L’ombra di Trump sul World Economic Forum

L’ombra di Trump sul World Economic Forum

Qualunque cosa dica, quando giovedì 23 gennaio si affaccerà sul palco di Davos, Donald Trump può star sicuro di aver già lasciato il segno sul World Economic Forum. Come del resto aveva fatto nel 2018, quando nel primo giorno dei lavori, sparò il primo colpo della guerra commerciale con la Cina, annunciando dazi sulle importazioni di pannelli solari, in nome della dottrina America First. Pochi giorni dopo, Trump sbarcò di persona a Davos, scortato da un convoglio di elicotteri militari, a bordo del Marine One, sul quale era salito all’aeroporto di Zurigo. Quest’anno parlerà in video collegamento, secondo il programma, anche se da giorni circola la voce che possa arrivare di persona.

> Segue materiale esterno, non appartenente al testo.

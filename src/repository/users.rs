//! Users repository for database operations

use sqlx::{Pool, Sqlite};

use crate::{
    error::{AppError, AppResult},
    models::user::{CreateUser, User},
};

#[derive(Clone)]
pub struct UsersRepository {
    pool: Pool<Sqlite>,
}

impl UsersRepository {
    pub fn new(pool: Pool<Sqlite>) -> Self {
        Self { pool }
    }

    /// List all users in creation order
    pub async fn list(&self) -> AppResult<Vec<User>> {
        let users = sqlx::query_as::<_, User>("SELECT * FROM users ORDER BY id")
            .fetch_all(&self.pool)
            .await?;
        Ok(users)
    }

    /// Get user by ID
    pub async fn get_by_id(&self, id: i64) -> AppResult<User> {
        sqlx::query_as::<_, User>("SELECT * FROM users WHERE id = $1")
            .bind(id)
            .fetch_optional(&self.pool)
            .await?
            .ok_or_else(|| AppError::NotFound(format!("User with id {} not found", id)))
    }

    /// Create a user. A duplicate email fails with a constraint violation.
    pub async fn create(&self, user: &CreateUser) -> AppResult<User> {
        let created = sqlx::query_as::<_, User>(
            r#"
            INSERT INTO users (name, email, membership_date)
            VALUES ($1, $2, $3)
            RETURNING *
            "#,
        )
        .bind(&user.name)
        .bind(&user.email)
        .bind(user.membership_date)
        .fetch_one(&self.pool)
        .await?;

        Ok(created)
    }
}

Da isolazionista a imperialista?

L’effetto del discorso di inaugurazione è ancora vivo e domina nei corridoi, nei panel, negli interventi di politici ed economisti. L’atmosfera al Wef è a metà strada fra la confusione, l’eccitazione e l’impressione di vedere il solito Trump. Secondo Allison Schrager, del Manhattan Institute, Trump parte da «posizioni massimaliste», per poi negoziare. Si vedrà. È in fondo il mood che accolse il suo primo mandato: «Non fa sul serio», «è propaganda», «è un imprenditore, è pragmatico», si diceva allora e si ripete oggi. L’etichetta di presidente “isolazionista” non sembra più abbasstanza per definire la versione 2.0 di Trump e allra compaiono quelle di «unilateralista» e anche «imperialista».

Eppure, il primo mandato Trump ha mostrato che le sue minacce vanno prese sul serio e che comunque di per sé influenzano il clima: sugli investimenti, sulle Borse, sulla politica internazionale.

La Cina e l’Europa

Pechino sembra decisa a valutare le parole di Trump per quello che sono. Il vice-premier Ding Xuexiang, ha avvisato «le guerre commerciali non hanno vincitori e che si rischia uno scontro, nel quale nessun Paese è sicuro».

In qualche modo anche l’Unione Europea sembra diversa: la presidente della Commissione Ursula von der Leyen ha ribadito la disponibilità a negoziare, ma anche chiarito che l’Europa non solo difenderà i propri interessi, ma terrà fede ai propri valori, che sono quelli della cooperazione internazionale. Del resto, le aziende europee impiegano negli Usa 3,5 milioni di americani e un altro milione dipende direttamente dal commercio con l’Europa.